Economics Correspondent
Sydney

INVESTORS should brace for a “violent” sell-off in financial markets as their naive beliefs about risk, liquidity, and interest rates are inevitably mugged by reality, a senior Reserve Bank official has warned, while reiterating the RBA’s desire for an even weaker Australian dollar.

In unusually frank remarks, the RBA’s head of financial markets, Guy Debelle, said recent spikes in volatility in currency and equity markets from historically low levels were modest and a small taste of things to come, slamming investors’ complacency and — somewhat curiously — their misguided faith in central banks’ projections.

“I find it somewhat surprising that the market in aggregate is willing to accept the central banks at their word and not think so much for themselves,” he said, ­arguing there was at least as much uncertainty about the future path of interest rates as in earlier ­periods.

“While there is more forward guidance from central banks than in the past, investors don’t have to believe it,” he said.

Dr Debelle, speaking at a Citi investment conference in Sydney, was puzzled that rising geopolitical tensions in the Middle East and Ukraine had not fuelled more volatility but was certain the recent eerie calm would end.

The VIX index — a global volatility benchmark based on US option prices — has hovered around levels lower even than before the GFC for much of this year, rising only in the last month as money has poured back into the US on rising prospects of higher interest rates, pushing up the US dollar. “There are reasons to suspect that the sell-off, particularly in fixed income, could be relatively violent when it comes,” Dr Debelle added, pointing to the 1994 bond market crash where volatility surged in the US and Europe after the Federal Reserve tightened policy.

The Australian dollar initially fell on Dr Debelle’s remarks — which reiterated governor Glenn Stevens’s claim about the dollar — but was trading slightly higher at US87.4c late last night. After a few days of heavy losses the benchmark S&P/ASX200 finished the day up more than 1 per cent to 5207. The past four trading sessions have seen three moves of more than 1 per cent.

Dr Debelle said new regulations had permanently reduced the financial system’s capacity for market making, which would mean even less liquidity than before the GFC during any sell-off.

“Market makers generally have just as much reluctance to catch a falling knife as any other market participant,” he said, suggesting too many investors were locked into trades on the assumption they could easily get out of them and an unknown share of financial positions were viable only with official rates near zero.

“On top of that, never underestimate the role of mechanical rules or mandates in driving market behaviour more than rational pricing,” he added.

Saul Eslake, chief economist at Bank of America Merrill Lynch, said extreme volatility couldn’t be ruled out but doubted the Fed would prompt it. “Surely there has never been an event so signalled and canvassed in advance than the tightening of US monetary policy at some point in 2015,” he said. “As for geopolitical events, they have tended only to have an impact on financial markets when they cause a spike in the price of oil,” Mr Eslake said, noting the global oil price benchmark had recently fallen below $US90 despite recent conflicts. Adam Lavis, co-head of equities at Citi, said volatility had picked up across both equity and stock markets in the past 48 hours and he expected it to continue. “It’s likely the Fed has been worried about over-inflating equity markets with new money,” he said.

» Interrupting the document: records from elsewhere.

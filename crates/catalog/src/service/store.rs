use crate::{
    abstract_trait::DynCatalogRepository,
    domain::{PaginationState, ViewMode, requests::FindAllProducts},
};
use shared::{
    errors::ServiceError,
    model::Product,
    resource::{AsyncResource, ResourceSlot},
};
use std::sync::Arc;
use tokio::sync::Mutex;
use tracing::{error, info};
use validator::Validate;

#[derive(Debug, Default)]
struct CatalogState {
    page: ResourceSlot<Vec<Product>>,
    pagination: PaginationState,
    category: ResourceSlot<Vec<Product>>,
    search: ResourceSlot<Vec<Product>>,
    no_results: bool,
    view_mode: ViewMode,
}

/// Point-in-time copy of the catalog state for the view layer.
#[derive(Debug, Clone)]
pub struct CatalogSnapshot {
    pub page: AsyncResource<Vec<Product>>,
    pub pagination: PaginationState,
    pub category: AsyncResource<Vec<Product>>,
    pub search: AsyncResource<Vec<Product>>,
    pub no_results: bool,
    pub view_mode: ViewMode,
}

/// Local view of the product catalog: one paginated slot plus unpaged
/// category and search slots. Each slot discards completions of requests
/// that were superseded before their response arrived.
#[derive(Clone)]
pub struct CatalogStore {
    repository: DynCatalogRepository,
    state: Arc<Mutex<CatalogState>>,
}

impl CatalogStore {
    pub fn new(repository: DynCatalogRepository) -> Self {
        Self {
            repository,
            state: Arc::new(Mutex::new(CatalogState::default())),
        }
    }

    pub async fn snapshot(&self) -> CatalogSnapshot {
        let state = self.state.lock().await;
        CatalogSnapshot {
            page: state.page.state().clone(),
            pagination: state.pagination.clone(),
            category: state.category.state().clone(),
            search: state.search.state().clone(),
            no_results: state.no_results,
            view_mode: state.view_mode.clone(),
        }
    }

    /// Fetches one catalog page. Collection and pagination state are
    /// replaced together under one lock, and only if no newer page fetch
    /// was issued while this one was in flight.
    pub async fn fetch_page(&self, req: &FindAllProducts) -> Result<(), ServiceError> {
        req.validate()?;

        let token = {
            let mut state = self.state.lock().await;
            state.view_mode = ViewMode::Paginated;
            state.page.begin()
        };

        match self.repository.fetch_page(req).await {
            Ok(response) => {
                let mut state = self.state.lock().await;
                let total_items = response.total_items;
                if state.page.succeed(token, response.products) {
                    state.pagination = PaginationState {
                        page_index: req.page,
                        page_size: req.size,
                        total_items,
                        sort_by: req.sort_by.clone(),
                        sort_dir: req.sort_dir.clone(),
                    };
                    info!("loaded catalog page {} ({} items total)", req.page, total_items);
                }
            }
            Err(err) => {
                error!("failed to fetch catalog page {}: {err}", req.page);
                self.state.lock().await.page.fail(token, err.to_string());
            }
        }

        Ok(())
    }

    /// Replaces the unpaged category view and makes it the active one.
    pub async fn fetch_by_category(&self, category: &str) {
        let token = {
            let mut state = self.state.lock().await;
            state.view_mode = ViewMode::CategoryFiltered(category.to_string());
            state.category.begin()
        };

        match self.repository.fetch_by_category(category).await {
            Ok(products) => {
                let mut state = self.state.lock().await;
                if state.category.succeed(token, products) {
                    info!("loaded category view for {category:?}");
                }
            }
            Err(err) => {
                error!("failed to fetch category {category:?}: {err}");
                self.state
                    .lock()
                    .await
                    .category
                    .fail(token, err.to_string());
            }
        }
    }

    /// Free-text product lookup. An empty term clears the search view and
    /// returns to the paginated one without touching the network. Every
    /// non-empty keystroke issues its own call; stale responses are
    /// dropped by token.
    pub async fn search(&self, term: &str) {
        if term.is_empty() {
            let mut state = self.state.lock().await;
            state.search.reset();
            state.no_results = false;
            state.view_mode = ViewMode::Paginated;
            return;
        }

        let token = {
            let mut state = self.state.lock().await;
            state.view_mode = ViewMode::Searched(term.to_string());
            state.search.begin()
        };

        match self.repository.search(term).await {
            Ok(products) => {
                let mut state = self.state.lock().await;
                let empty = products.is_empty();
                if state.search.succeed(token, products) {
                    state.no_results = empty;
                    info!("search for {term:?} returned {}", if empty { "no results" } else { "results" });
                }
            }
            Err(err) => {
                error!("search for {term:?} failed: {err}");
                let mut state = self.state.lock().await;
                if state.search.fail(token, err.to_string()) {
                    state.no_results = false;
                }
            }
        }
    }
}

Following reforms in the US and Britain, the RBA introduced a modest form of forward guidance into its monthly policy statements, having repeatedly suggested a “period of stability in interest rates” since February. “If the data moves unexpectedly in all likelihood so will the central bank,” Dr Debelle said.

“It’s not a Goldilocks world — things can change and this speech was a sensible way for the RBA to caution investors,” Mr Lavis said.

Dr Debelle reiterated the RBA view that the dollar, which fell about 6 per cent against the US dollar in September, was too high based on fundamentals and the economy would benefit if it fell further.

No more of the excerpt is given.